(EXTRACTED MATERIAL Opens)

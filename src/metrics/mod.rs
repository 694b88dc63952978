//! Prometheus metrics for campaign runs.
//!
//! - Rows by outcome (skipped, preview, sent, error)
//! - Rows excluded by the sector filter
//! - Delivery latency
//!
//! A run can dump the text exposition to a file for a node-exporter style
//! textfile collector.

mod helpers;

pub use helpers::{encode_metrics, CampaignMetrics};

use lazy_static::lazy_static;
use prometheus::{
    register_histogram, register_int_counter, register_int_counter_vec, Histogram, IntCounter,
    IntCounterVec,
};

/// Prefix for all metrics
const METRIC_PREFIX: &str = "campaign";

lazy_static! {
    /// Processed rows by outcome
    pub static ref ROWS_TOTAL: IntCounterVec = register_int_counter_vec!(
        format!("{}_rows_total", METRIC_PREFIX),
        "Rows processed, by outcome",
        &["status"]
    ).unwrap();

    /// Rows excluded by the sector filter
    pub static ref ROWS_FILTERED_TOTAL: IntCounter = register_int_counter!(
        format!("{}_rows_filtered_total", METRIC_PREFIX),
        "Rows excluded by the sector filter"
    ).unwrap();

    /// Time spent in a single delivery attempt
    pub static ref DELIVERY_LATENCY: Histogram = register_histogram!(
        format!("{}_delivery_latency_seconds", METRIC_PREFIX),
        "Delivery attempt latency in seconds",
        vec![0.05, 0.1, 0.25, 0.5, 1.0, 2.5, 5.0, 10.0, 30.0]
    ).unwrap();
}
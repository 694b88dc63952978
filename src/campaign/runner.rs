//! Batch orchestration over a record source

use std::io::Write;
use std::sync::Arc;

use tracing::Instrument;
use uuid::Uuid;

use crate::config::SenderConfig;
use crate::error::{AppError, Result};
use crate::mailer::MailTransport;
use crate::metrics::CampaignMetrics;
use crate::ratelimit::SendPacer;
use crate::results::ResultLog;
use crate::template::{Record, TemplateSet};

use super::pipeline::RowPipeline;
use super::types::{RowDisposition, RunOptions, RunSummary};

/// Drives records through the row pipeline, in source order, one at a time.
///
/// Owns the running counters; the result log handle is borrowed for the run.
pub struct CampaignRunner {
    pipeline: RowPipeline,
    pacer: SendPacer,
    options: RunOptions,
}

impl CampaignRunner {
    /// Fails when send mode is requested without a transport
    pub fn new(
        templates: Arc<TemplateSet>,
        sender: SenderConfig,
        transport: Option<Arc<dyn MailTransport>>,
        options: RunOptions,
    ) -> Result<Self> {
        if !options.dry_run && transport.is_none() {
            return Err(AppError::MissingTransport(
                "send mode requires a mail transport".to_string(),
            ));
        }

        Ok(Self {
            pipeline: RowPipeline::new(templates, sender, transport, &options),
            pacer: SendPacer::per_minute(options.rate_limit_per_minute),
            options,
        })
    }

    /// Process every record and return the totals.
    ///
    /// The record limit is checked before each row is looked at, counting
    /// only rows that got past the sector filter. Delivery failures are logged
    /// as rows and do not stop the batch; input and log errors do.
    pub async fn run<I, W, P>(
        &self,
        records: I,
        log: &mut ResultLog<W>,
        preview: &mut P,
    ) -> Result<RunSummary>
    where
        I: IntoIterator<Item = Result<Record>>,
        W: Write,
        P: Write,
    {
        let run_id = Uuid::new_v4();
        let span = tracing::info_span!(
            "campaign.run",
            %run_id,
            dry_run = self.options.dry_run,
            sector_filter = self.options.sector_filter.as_deref().unwrap_or("")
        );

        self.run_inner(records, log, preview).instrument(span).await
    }

    async fn run_inner<I, W, P>(
        &self,
        records: I,
        log: &mut ResultLog<W>,
        preview: &mut P,
    ) -> Result<RunSummary>
    where
        I: IntoIterator<Item = Result<Record>>,
        W: Write,
        P: Write,
    {
        let mut summary = RunSummary::new(self.options.dry_run);
        tracing::info!(
            record_limit = ?self.options.record_limit,
            rate_limit_per_minute = self.options.rate_limit_per_minute,
            "Campaign started"
        );

        for (index, item) in records.into_iter().enumerate() {
            if let Some(limit) = self.options.record_limit {
                if summary.processed >= limit {
                    tracing::info!(limit, "Record limit reached");
                    break;
                }
            }

            let record = item?;

            match self.pipeline.process(index, &record, preview).await {
                RowDisposition::Filtered => {
                    summary.filtered += 1;
                    CampaignMetrics::record_filtered();
                }
                RowDisposition::Completed(entry) => {
                    log.append(&entry)?;
                    summary.record(&entry.outcome);
                    CampaignMetrics::record_outcome(&entry.outcome);

                    if entry.outcome.is_sent() {
                        self.pacer.pause().await;
                    }
                }
            }
        }

        tracing::info!(
            processed = summary.processed,
            sent = summary.sent,
            failed = summary.failed,
            skipped = summary.skipped,
            filtered = summary.filtered,
            "Campaign finished"
        );

        Ok(summary)
    }
}
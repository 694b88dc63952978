//! Lookup key normalization

/// Canonicalize a lookup key: trim, drop interior spaces and hyphens, lowercase.
///
/// `" Retail-Sales "`, `"retailsales"` and `"RETAIL SALES"` all map to
/// `"retailsales"`.
pub fn normalize_key(key: &str) -> String {
    let stripped: String = key.chars().filter(|c| *c != ' ' && *c != '-').collect();
    stripped.trim().to_lowercase()
}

(EXTRACTED MATERIAL Closes)

AIM OF THE TASK: From start to finish, retype the records above with complete accuracy.

RESPONSE:
filename src/metrics/mod.rs
repository 694b88dc63952978
//! Prometheus metrics for campaign runs.
//!
//! - Rows by outcome (skipped, preview, sent, error)
//! - Rows excluded by the sector filter
//! - Delivery latency
//!
//! A run can dump the text exposition to a file for a node-exporter style
//! textfile collector.

mod helpers;

pub use helpers::{encode_metrics, CampaignMetrics};

use lazy_static::lazy_static;
use prometheus::{
    register_histogram, register_int_counter, register_int_counter_vec, Histogram, IntCounter,
    IntCounterVec,
};

/// Prefix for all metrics
const METRIC_PREFIX: &str = "campaign";

lazy_static! {
    /// Processed rows by outcome
    pub static ref ROWS_TOTAL: IntCounterVec = register_int_counter_vec!(
        format!("{}_rows_total", METRIC_PREFIX),
        "Rows processed, by outcome",
        &["status"]
    ).unwrap();

    /// Rows excluded by the sector filter
    pub static ref ROWS_FILTERED_TOTAL: IntCounter = register_int_counter!(
        format!("{}_rows_filtered_total", METRIC_PREFIX),
        "Rows excluded by the sector filter"
    ).unwrap();

    /// Time spent in a single delivery attempt
    pub static ref DELIVERY_LATENCY: Histogram = register_histogram!(
        format!("{}_delivery_latency_seconds", METRIC_PREFIX),
        "Delivery attempt latency in seconds",
        vec![0.05, 0.1, 0.25, 0.5, 1.0, 2.5, 5.0, 10.0, 30.0]
    ).unwrap();
}
repository 694b88dc63952978
filename src/campaign/runner.rs
//! Batch orchestration over a record source

use std::io::Write;
use std::sync::Arc;

use tracing::Instrument;
use uuid::Uuid;

use crate::config::SenderConfig;
use crate::error::{AppError, Result};
use crate::mailer::MailTransport;
use crate::metrics::CampaignMetrics;
use crate::ratelimit::SendPacer;
use crate::results::ResultLog;
use crate::template::{Record, TemplateSet};

use super::pipeline::RowPipeline;
use super::types::{RowDisposition, RunOptions, RunSummary};

/// Drives records through the row pipeline, in source order, one at a time.
///
/// Owns the running counters; the result log handle is borrowed for the run.
pub struct CampaignRunner {
    pipeline: RowPipeline,
    pacer: SendPacer,
    options: RunOptions,
}

impl CampaignRunner {
    /// Fails when send mode is requested without a transport
    pub fn new(
        templates: Arc<TemplateSet>,
        sender: SenderConfig,
        transport: Option<Arc<dyn MailTransport>>,
        options: RunOptions,
    ) -> Result<Self> {
        if !options.dry_run && transport.is_none() {
            return Err(AppError::MissingTransport(
                "send mode requires a mail transport".to_string(),
            ));
        }

        Ok(Self {
            pipeline: RowPipeline::new(templates, sender, transport, &options),
            pacer: SendPacer::per_minute(options.rate_limit_per_minute),
            options,
        })
    }

    /// Process every record and return the totals.
    ///
    /// The record limit is checked before each row is looked at, counting
    /// only rows that got past the sector filter. Delivery failures are logged
    /// as rows and do not stop the batch; input and log errors do.
    pub async fn run<I, W, P>(
        &self,
        records: I,
        log: &mut ResultLog<W>,
        preview: &mut P,
    ) -> Result<RunSummary>
    where
        I: IntoIterator<Item = Result<Record>>,
        W: Write,
        P: Write,
    {
        let run_id = Uuid::new_v4();
        let span = tracing::info_span!(
            "campaign.run",
            %run_id,
            dry_run = self.options.dry_run,
            sector_filter = self.options.sector_filter.as_deref().unwrap_or("")
        );

        self.run_inner(records, log, preview).instrument(span).await
    }

    async fn run_inner<I, W, P>(
        &self,
        records: I,
        log: &mut ResultLog<W>,
        preview: &mut P,
    ) -> Result<RunSummary>
    where
        I: IntoIterator<Item = Result<Record>>,
        W: Write,
        P: Write,
    {
        let mut summary = RunSummary::new(self.options.dry_run);
        tracing::info!(
            record_limit = ?self.options.record_limit,
            rate_limit_per_minute = self.options.rate_limit_per_minute,
            "Campaign started"
        );

        for (index, item) in records.into_iter().enumerate() {
            if let Some(limit) = self.options.record_limit {
                if summary.processed >= limit {
                    tracing::info!(limit, "Record limit reached");
                    break;
                }
            }

            let record = item?;

            match self.pipeline.process(index, &record, preview).await {
                RowDisposition::Filtered => {
                    summary.filtered += 1;
                    CampaignMetrics::record_filtered();
                }
                RowDisposition::Completed(entry) => {
                    log.append(&entry)?;
                    summary.record(&entry.outcome);
                    CampaignMetrics::record_outcome(&entry.outcome);

                    if entry.outcome.is_sent() {
                        self.pacer.pause().await;
                    }
                }
            }
        }

        tracing::info!(
            processed = summary.processed,
            sent = summary.sent,
            failed = summary.failed,
            skipped = summary.skipped,
            filtered = summary.filtered,
            "Campaign finished"
        );

        Ok(summary)
    }
}
repository 694b88dc63952978
//! Lookup key normalization

/// Canonicalize a lookup key: trim, drop interior spaces and hyphens, lowercase.
///
/// `" Retail-Sales "`, `"retailsales"` and `"RETAIL SALES"` all map to
/// `"retailsales"`.
pub fn normalize_key(key: &str) -> String {
    let stripped: String = key.chars().filter(|c| *c != ' ' && *c != '-').collect();
    stripped.trim().to_lowercase()
}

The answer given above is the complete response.